Maybe it’s much too early in the game.
Ah, but I thought I’d ask you just the same:
What are you doing New Year’s, New Year’s Eve?
I’ll definitely be singing it tonight as part of a set Alice Parker and I are performing at the Charlemont Inn. And this afternoon as I vocalize I plan to make bannocks—at least, my version of bannocks.
Bannocks are one of the traditional Scottish foods associated with the celebration of Hogmanay. This Scottish New Year holiday begins on New Year’s Eve (sometimes even earlier) and extends into New Year’s Day (sometimes even later).
Hogmanay is a major festival in Scotland these days, not unlike July 14 in France. A Scottish website, Hogmanay.net, documents many of the contemporary celebrations and offers some history as well as an opportunity to sing “Auld Lang Syne” by following a bouncing ball.
According to Hogmanay lore, the New Year will be prosperous if a dark stranger is the first person to cross one’s threshold in the New Year. The stranger is supposed to bring a token gift, often a lump of coal to keep the fire warm. The homeowner reciprocates with refreshment.
A typical refreshment offered is a bannock, an oatmeal cake that according to varying accounts resembles a scone—or a pancake—or a cookie.
I’ve never tasted an authentic bannock, and I encourage readers with recipes to send them in! In the meantime, I’m baking my version of this treat, which is distinctly scone like.

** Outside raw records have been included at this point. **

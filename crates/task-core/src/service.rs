//! Task service: CRUD and common queries over an owned [`TaskStorage`].

use crate::error::{TaskError, TaskResult};
use crate::models::{today, Priority, Recurrence, Status, Task};
use crate::query::{category, filter, priority, search, sort};
use crate::query::filter::TaskFilter;
use crate::query::sort::SortField;
use crate::storage::{TaskPatch, TaskStorage};
use chrono::{Duration, NaiveDate, Utc};

/// Everything needed to create a task except its ID, which storage assigns.
#[derive(Debug, Clone, PartialEq)]
pub struct TaskDraft {
    pub title: String,
    pub status: Status,
    pub priority: Priority,
    pub category: Option<String>,
    pub due_date: Option<NaiveDate>,
    pub recurrence: Option<Recurrence>,
}

impl TaskDraft {
    pub fn new(title: impl Into<String>) -> Self {
        Self {
            title: title.into(),
            status: Status::Pending,
            priority: Priority::Medium,
            category: None,
            due_date: None,
            recurrence: None,
        }
    }

    pub fn status(mut self, status: Status) -> Self {
        self.status = status;
        self
    }

    pub fn priority(mut self, priority: Priority) -> Self {
        self.priority = priority;
        self
    }

    pub fn category(mut self, category: Option<impl Into<String>>) -> Self {
        self.category = category.map(Into::into);
        self
    }

    pub fn due_date(mut self, due_date: Option<NaiveDate>) -> Self {
        self.due_date = due_date;
        self
    }

    pub fn recurrence(mut self, recurrence: Option<Recurrence>) -> Self {
        self.recurrence = recurrence;
        self
    }
}

/// Completed versus pending counts.
#[derive(Debug, Clone, Copy, Default, PartialEq)]
pub struct CompletionStats {
    pub completed: usize,
    pub pending: usize,
    pub total: usize,
    /// Percentage of tasks completed, rounded to two decimals. Zero when
    /// there are no tasks.
    pub completion_percentage: f64,
}

impl CompletionStats {
    pub fn collect<'a>(tasks: impl IntoIterator<Item = &'a Task>) -> Self {
        let mut stats = Self::default();
        for task in tasks {
            stats.total += 1;
            match task.status() {
                Status::Completed => stats.completed += 1,
                Status::Pending => stats.pending += 1,
            }
        }
        if stats.total > 0 {
            let ratio = stats.completed as f64 / stats.total as f64;
            stats.completion_percentage = (ratio * 10_000.0).round() / 100.0;
        }
        stats
    }
}

#[derive(Debug, Default)]
pub struct TaskService {
    storage: TaskStorage,
}

impl TaskService {
    pub fn new(storage: TaskStorage) -> Self {
        Self { storage }
    }

    pub fn storage(&self) -> &TaskStorage {
        &self.storage
    }

    pub fn create_task(&mut self, draft: TaskDraft) -> TaskResult<&Task> {
        let task = Task::builder(self.storage.next_task_id(), draft.title)
            .status(draft.status)
            .created_timestamp(Utc::now())
            .priority(draft.priority)
            .category(draft.category)
            .due_date(draft.due_date)
            .recurrence(draft.recurrence)
            .build()?;
        let task = self.storage.create(task)?;
        tracing::info!(task_id = %task.id(), priority = %task.priority(), "task created");
        Ok(task)
    }

    pub fn get_task(&self, id: &str) -> Option<&Task> {
        self.storage.read(id)
    }

    /// All tasks in creation order.
    pub fn get_all_tasks(&self) -> &[Task] {
        self.storage.read_all()
    }

    pub fn update_task(&mut self, id: &str, patch: &TaskPatch) -> TaskResult<&Task> {
        if patch.is_empty() {
            tracing::warn!(task_id = %id, "empty patch");
        }
        self.storage.update(id, patch)
    }

    pub fn delete_task(&mut self, id: &str) -> bool {
        let deleted = self.storage.delete(id);
        if deleted {
            tracing::info!(task_id = %id, "task deleted");
        }
        deleted
    }

    /// All tasks ordered by `sort_by`. Without `reverse` that means
    /// high priority first, earliest due date first, pending first, A to Z,
    /// and oldest first.
    ///
    /// Status order is by lifecycle rather than by the status name, so pending
    /// tasks lead; alphabetical order would put completed ones first.
    pub fn list_all_tasks(&self, sort_by: SortField, reverse: bool) -> Vec<&Task> {
        let ascending = match sort_by {
            SortField::Priority => reverse,
            _ => !reverse,
        };
        sort::sort_by_field(self.get_all_tasks(), sort_by, ascending)
    }

    pub fn filter_by_status(&self, status: Status) -> Vec<&Task> {
        filter::filter_tasks(self.get_all_tasks(), &TaskFilter::new().status(status))
    }

    pub fn filter_by_priority(&self, priority: &str) -> TaskResult<Vec<&Task>> {
        priority::filter_by_priority(self.get_all_tasks(), priority)
    }

    pub fn filter_by_category(&self, category: &str) -> TaskResult<Vec<&Task>> {
        category::filter_by_category(self.get_all_tasks(), category)
    }

    /// Pending tasks whose due date has passed.
    pub fn overdue_tasks(&self) -> Vec<&Task> {
        self.overdue_tasks_on(today())
    }

    pub fn overdue_tasks_on(&self, today: NaiveDate) -> Vec<&Task> {
        filter::filter_tasks_on(
            self.get_all_tasks(),
            &TaskFilter::new().status(Status::Pending).overdue(true),
            today,
        )
    }

    /// Pending tasks due between today and `days` from now, inclusive.
    pub fn upcoming_tasks(&self, days: u32) -> Vec<&Task> {
        self.upcoming_tasks_on(days, today())
    }

    pub fn upcoming_tasks_on(&self, days: u32, today: NaiveDate) -> Vec<&Task> {
        let cutoff = today + Duration::days(i64::from(days));
        self.get_all_tasks()
            .iter()
            .filter(|t| t.is_pending())
            .filter(|t| matches!(t.due_date(), Some(due) if today <= due && due <= cutoff))
            .collect()
    }

    /// Complete a task. Completing an already completed task keeps its
    /// original completion time.
    pub fn mark_complete(&mut self, id: &str) -> TaskResult<&Task> {
        let task = self.storage.update(id, &TaskPatch::new().status(Status::Completed))?;
        tracing::info!(task_id = %id, "task completed");
        Ok(task)
    }

    /// Reopen a task and clear its completion time.
    pub fn mark_pending(&mut self, id: &str) -> TaskResult<&Task> {
        let patch = TaskPatch::new().status(Status::Pending).completed_timestamp(None);
        let task = self.storage.update(id, &patch)?;
        tracing::info!(task_id = %id, "task reopened");
        Ok(task)
    }

    /// Flip between pending and completed.
    pub fn toggle_complete(&mut self, id: &str) -> TaskResult<&Task> {
        let status = self
            .get_task(id)
            .map(Task::status)
            .ok_or_else(|| TaskError::NotFound(id.to_string()))?;
        match status {
            Status::Pending => self.mark_complete(id),
            Status::Completed => self.mark_pending(id),
        }
    }

    /// Rename a category on every task. Returns how many tasks changed.
    pub fn rename_category(&mut self, old: &str, new: &str) -> TaskResult<usize> {
        category::rename_category(self.storage.read_all_mut().iter_mut(), old, new)
    }

    pub fn task_count(&self) -> usize {
        self.storage.len()
    }

    pub fn completion_stats(&self) -> CompletionStats {
        CompletionStats::collect(self.get_all_tasks())
    }

    pub fn clear_all_tasks(&mut self) {
        self.storage.clear();
        tracing::info!("all tasks cleared");
    }

    pub fn search_tasks(&self, keyword: &str) -> TaskResult<Vec<&Task>> {
        search::search_tasks(self.get_all_tasks(), keyword)
    }

    pub fn search_tasks_with_filters(&self, keyword: &str, filter: &TaskFilter) -> TaskResult<Vec<&Task>> {
        search::search_with_filters(self.get_all_tasks(), keyword, filter)
    }
}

I love the word “bannock.” It sounds solid and practical. My bannocks are also solid (although not hard!) and taste pleasantly of country life.

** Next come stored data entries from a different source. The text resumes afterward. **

//! Application state and logic.

use crate::config::Config;
use crossterm::event::{KeyCode, KeyEvent};
use std::collections::BTreeMap;
use task_core::query::{category, filter, search, sort, SortField, TaskFilter};
use task_core::{
    today, validators, CompletionStats, Recurrence, Status, Task, TaskDraft, TaskId, TaskPatch, TaskResult,
    TaskService, TaskStats,
};

pub struct App {
    pub service: TaskService,
    pub config: Config,
    pub view: View,
    /// IDs of the tasks the current view shows, in display order.
    pub visible: Vec<TaskId>,
    /// Number of leading `visible` entries that are overdue (agenda view).
    pub overdue_count: usize,
    pub selected_index: usize,
    pub filter: Filter,
    pub sort_field: SortField,
    pub sort_ascending: bool,
    pub editing: bool,
    pub input_buffer: String,
    pub input_field: InputField,
    pub message: Option<String>,
    pub show_help: bool,
    pub show_completed: bool,
    pub stats: TaskStats,
    pub completion: CompletionStats,
    pub categories: BTreeMap<String, usize>,
}

#[derive(Debug, Clone, Copy, PartialEq, Eq)]
pub enum View {
    List,
    Board,
    Categories,
    Agenda,
}

#[derive(Debug, Clone, Default)]
pub struct Filter {
    pub status: Option<Status>,
    pub search: String,
}

#[derive(Debug, Clone, Copy, PartialEq, Eq)]
pub enum InputField {
    None,
    TaskTitle,
    Category,
    DueDate,
    RenameCategory,
    Search,
}

impl App {
    pub fn new(config: Config) -> Self {
        let mut app = Self {
            service: TaskService::default(),
            view: View::List,
            visible: Vec::new(),
            overdue_count: 0,
            selected_index: 0,
            filter: Filter::default(),
            sort_field: config.sorting.field(),
            sort_ascending: config.sorting.ascending,
            editing: false,
            input_buffer: String::new(),
            input_field: InputField::None,
            message: None,
            show_help: false,
            show_completed: config.display.show_completed,
            stats: TaskStats::default(),
            completion: CompletionStats::default(),
            categories: BTreeMap::new(),
            config,
        };
        app.refresh();
        app
    }

    /// Recompute the visible tasks and the statistics.
    pub fn refresh(&mut self) {
        let today = today();
        let all = self.service.get_all_tasks();

        let mut criteria = TaskFilter::new();
        if let Some(status) = self.filter.status {
            criteria = criteria.status(status);
        } else if !self.show_completed && self.view != View::Board {
            criteria = criteria.status(Status::Pending);
        }

        let mut overdue_count = 0;
        let tasks: Vec<&Task> = match self.view {
            View::Agenda => {
                let mut tasks = self.service.overdue_tasks_on(today);
                overdue_count = tasks.len();
                tasks.extend(self.service.upcoming_tasks_on(self.config.filters.upcoming_days, today));
                tasks
            }
            _ => filter::filter_tasks_on(all, &criteria, today),
        };

        let tasks = if self.filter.search.trim().is_empty() || self.view == View::Agenda {
            tasks
        } else {
            search::search_tasks(tasks, &self.filter.search).unwrap_or_default()
        };

        let tasks = match self.view {
            View::List => sort::sort_by_field(tasks, self.sort_field, self.sort_ascending),
            View::Board => sort::sort_pending_first(tasks),
            View::Categories => sort::sort_by_category(tasks, false),
            View::Agenda => tasks,
        };

        self.visible = tasks.iter().map(|t| t.id().to_string()).collect();
        self.overdue_count = overdue_count;
        self.stats = TaskStats::collect(all, today);
        self.completion = self.service.completion_stats();
        self.categories = category::category_summary(all);

        if self.selected_index >= self.visible.len() {
            self.selected_index = self.visible.len().saturating_sub(1);
        }
    }

    /// Tasks the current view shows, in display order.
    pub fn visible_tasks(&self) -> Vec<&Task> {
        self.visible
            .iter()
            .filter_map(|id| self.service.get_task(id))
            .collect()
    }

    pub fn selected_id(&self) -> Option<TaskId> {
        self.visible.get(self.selected_index).cloned()
    }

    pub fn can_quit(&self) -> bool {
        !self.editing
    }

    pub fn handle_key(&mut self, key: KeyEvent) {
        self.message = None;

        if self.show_help {
            self.show_help = false;
            return;
        }

        if self.editing {
            self.handle_edit_key(key);
            return;
        }

        match key.code {
            KeyCode::Char('j') | KeyCode::Down => self.move_selection(1),
            KeyCode::Char('k') | KeyCode::Up => self.move_selection(-1),
            KeyCode::Char('g') => self.selected_index = 0,
            KeyCode::Char('G') => self.selected_index = self.visible.len().saturating_sub(1),
            KeyCode::Char('1') => self.switch_view(View::List),
            KeyCode::Char('2') => self.switch_view(View::Board),
            KeyCode::Char('3') => self.switch_view(View::Categories),
            KeyCode::Char('4') => self.switch_view(View::Agenda),
            KeyCode::Char('a') => self.start_input(InputField::TaskTitle, String::new()),
            KeyCode::Enter | KeyCode::Char(' ') => self.toggle_complete(),
            KeyCode::Char('d') => self.delete_selected(),
            KeyCode::Char('p') => self.cycle_priority(),
            KeyCode::Char('r') => self.cycle_recurrence(),
            KeyCode::Char('C') => self.start_edit_category(),
            KeyCode::Char('D') => self.start_edit_due_date(),
            KeyCode::Char('R') => self.start_rename_category(),
            KeyCode::Char('/') => self.start_input(InputField::Search, self.filter.search.clone()),
            KeyCode::Char('f') => self.cycle_status_filter(),
            KeyCode::Char('s') => self.cycle_sort_field(),
            KeyCode::Char('S') => self.toggle_sort_direction(),
            KeyCode::Char('c') => self.toggle_show_completed(),
            KeyCode::Char('?') => self.show_help = true,
            KeyCode::Esc => {
                self.filter = Filter::default();
                self.refresh();
            }
            _ => {}
        }
    }

    fn handle_edit_key(&mut self, key: KeyEvent) {
        match key.code {
            KeyCode::Esc => {
                if self.input_field == InputField::Search {
                    self.filter.search.clear();
                    self.refresh();
                }
                self.stop_input();
            }
            KeyCode::Enter => self.finish_editing(),
            KeyCode::Backspace => {
                self.input_buffer.pop();
                self.live_search();
            }
            KeyCode::Char(c) => {
                self.input_buffer.push(c);
                self.live_search();
            }
            _ => {}
        }
    }

    fn live_search(&mut self) {
        if self.input_field == InputField::Search {
            self.filter.search = self.input_buffer.clone();
            self.refresh();
        }
    }

    fn start_input(&mut self, field: InputField, initial: String) {
        self.editing = true;
        self.input_field = field;
        self.input_buffer = initial;
    }

    fn stop_input(&mut self) {
        self.editing = false;
        self.input_buffer.clear();
        self.input_field = InputField::None;
    }

    fn finish_editing(&mut self) {
        let input = std::mem::take(&mut self.input_buffer);
        let field = self.input_field;
        self.stop_input();

        match field {
            InputField::TaskTitle => {
                if input.trim().is_empty() {
                    return;
                }
                let draft = TaskDraft::new(input)
                    .priority(self.config.defaults.default_priority)
                    .category(self.config.defaults.default_category.clone());
                let outcome = self
                    .service
                    .create_task(draft)
                    .map(|t| format!("Created {}", t.id()));
                self.report(outcome);
            }
            InputField::Category => {
                let Some(id) = self.selected_id() else { return };
                let patch = TaskPatch::new().category(Some(input.trim()));
                let outcome = self.service.update_task(&id, &patch).map(|t| {
                    format!("Category: {}", t.category().unwrap_or("none"))
                });
                self.report(outcome);
            }
            InputField::DueDate => {
                let Some(id) = self.selected_id() else { return };
                let outcome = validators::validate_due_date(Some(input.trim())).and_then(|due| {
                    let task = self.service.update_task(&id, &TaskPatch::new().due_date(due))?;
                    Ok(match task.due_date() {
                        Some(date) => format!("Due: {}", self.config.display.format_date(date)),
                        None => "Due date cleared".to_string(),
                    })
                });
                self.report(outcome);
            }
            InputField::RenameCategory => {
                let Some(old) = self.selected_category() else { return };
                let outcome = self
                    .service
                    .rename_category(&old, input.trim())
                    .map(|n| format!("Renamed {} on {} task(s)", old, n));
                self.report(outcome);
            }
            InputField::Search => {
                self.filter.search = input;
                self.refresh();
            }
            InputField::None => {}
        }
    }

    /// Show the outcome of an action and refresh the views.
    fn report(&mut self, outcome: TaskResult<String>) {
        self.message = Some(match outcome {
            Ok(message) => message,
            Err(e) => e.to_string(),
        });
        self.refresh();
    }

    fn move_selection(&mut self, delta: i32) {
        let len = self.visible.len();
        if len == 0 {
            return;
        }
        let new_idx = self.selected_index as i32 + delta;
        self.selected_index = new_idx.clamp(0, len as i32 - 1) as usize;
    }

    fn switch_view(&mut self, view: View) {
        self.view = view;
        self.selected_index = 0;
        self.refresh();
    }

    fn selected_category(&self) -> Option<String> {
        let id = self.selected_id()?;
        self.service.get_task(&id)?.category().map(str::to_string)
    }

    fn start_edit_category(&mut self) {
        if self.selected_id().is_some() {
            let current = self.selected_category().unwrap_or_default();
            self.start_input(InputField::Category, current);
        }
    }

    fn start_edit_due_date(&mut self) {
        let Some(id) = self.selected_id() else { return };
        let current = self
            .service
            .get_task(&id)
            .and_then(Task::due_date)
            .map(|d| d.format("%Y-%m-%d").to_string())
            .unwrap_or_default();
        self.start_input(InputField::DueDate, current);
    }

    fn start_rename_category(&mut self) {
        match self.selected_category() {
            Some(current) => self.start_input(InputField::RenameCategory, current),
            None => self.message = Some("Selected task has no category".to_string()),
        }
    }

    fn toggle_complete(&mut self) {
        let Some(id) = self.selected_id() else { return };
        let outcome = self
            .service
            .toggle_complete(&id)
            .map(|t| format!("Status: {}", t.status().label()));
        self.report(outcome);
    }

    fn delete_selected(&mut self) {
        let Some(id) = self.selected_id() else { return };
        if self.service.delete_task(&id) {
            self.message = Some(format!("Deleted {}", id));
        }
        self.refresh();
    }

    fn cycle_priority(&mut self) {
        let Some(id) = self.selected_id() else { return };
        let Some(next) = self.service.get_task(&id).map(|t| t.priority().next()) else { return };
        let outcome = self
            .service
            .update_task(&id, &TaskPatch::new().priority(next))
            .map(|t| format!("Priority: {}", t.priority().label()));
        self.report(outcome);
    }

    fn cycle_recurrence(&mut self) {
        let Some(id) = self.selected_id() else { return };
        let Some(current) = self.service.get_task(&id).map(Task::recurrence) else { return };
        let next = match current {
            None => Some(Recurrence::Daily),
            Some(Recurrence::Daily) => Some(Recurrence::Weekly),
            Some(Recurrence::Weekly) => Some(Recurrence::Monthly),
            Some(Recurrence::Monthly) => None,
        };
        let outcome = self
            .service
            .update_task(&id, &TaskPatch::new().recurrence(next))
            .map(|t| format!("Repeats: {}", t.recurrence().map_or("never", |r| r.label())));
        self.report(outcome);
    }

    fn cycle_status_filter(&mut self) {
        self.filter.status = match self.filter.status {
            None => Some(Status::Pending),
            Some(Status::Pending) => Some(Status::Completed),
            Some(Status::Completed) => None,
        };
        self.message = Some(format!(
            "Filter: {}",
            self.filter.status.map_or("all", |s| s.label())
        ));
        self.refresh();
    }

    fn cycle_sort_field(&mut self) {
        self.sort_field = self.sort_field.next();
        self.message = Some(format!("Sort: {}", self.sort_field.label()));
        self.refresh();
    }

    fn toggle_sort_direction(&mut self) {
        self.sort_ascending = !self.sort_ascending;
        self.message = Some(if self.sort_ascending {
            "Ascending".to_string()
        } else {
            "Descending".to_string()
        });
        self.refresh();
    }

    fn toggle_show_completed(&mut self) {
        self.show_completed = !self.show_completed;
        self.refresh();
        self.message = Some(if self.show_completed {
            "Showing completed tasks".to_string()
        } else {
            "Hiding completed tasks".to_string()
        });
    }

    /// Copy the session's view preferences into the config so they can be
    /// saved on exit.
    pub fn remember_preferences(&mut self) {
        self.config.sorting.default_sort = self.sort_field.as_str().to_string();
        self.config.sorting.ascending = self.sort_ascending;
        self.config.display.show_completed = self.show_completed;
    }

    pub fn visible_by_status(&self, status: Status) -> Vec<&Task> {
        self.visible_tasks()
            .into_iter()
            .filter(|t| t.status() == status)
            .collect()
    }
}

It’s unlikely that a dark and handsome stranger will cross my threshold at midnight.
Snow is predicted late this evening in Hawley, Massachusetts, and the town tends to be geriatric so any handsome stranger who actually makes it up my steep hill will probably be silver haired. But a girl can always hope.
If no stranger shows up, we’ll eat the bannocks for breakfast on New Year’s Day.
Happy New Year to all! I look forward to singing and cooking with you in 2010…
Ingredients:
1 cup flour
1/2 cup oatmeal (not quick cooking)
1/2 cup blended oatmeal (put oats in your blender and pulverize them into a flour-like consistency; then measure out 1/2 cup)
1/2 cup brown sugar, firmly packed
1-1/2 teaspoons baking power
1 teaspoon baking soda
1/2 teaspoon salt
1 teaspoon cinnamon
1/2 cup (1 stick) sweet butter
2/3 cup raisins
1/2 to 2/3 cup buttermilk
1 egg
1/2 teaspoon vanilla
white sugar for the top of the bannocks
Instructions:
Preheat the oven to 325 and lightly grease two cookie sheets (or line them with silicone or parchment).
In a medium bowl combine the flour, oatmeals, brown sugar, baking powder, baking soda, salt, and cinnamon.
Cut in the butter; then stir in the raisins.
In a mixing cup whisk together 1/2 cup buttermilk, the egg, and the vanilla. Stir this mixture into the dry ingredients. If the batter won’t quite hold together, add a little more buttermilk.
Drop the bannock batter into 12 mounds on the prepared cookie sheets. Sprinkle a little sugar on the top of each mound.
Bake the bannocks for 18 to 25 minutes, until they are brown on the edges. Let the bannocks cool on the cookie sheets for a minute or two before serving them warm. (If you can’t use them right away, reheat them briefly before serving; they’re best eaten quite fresh from the oven.)
Makes 12 bannocks.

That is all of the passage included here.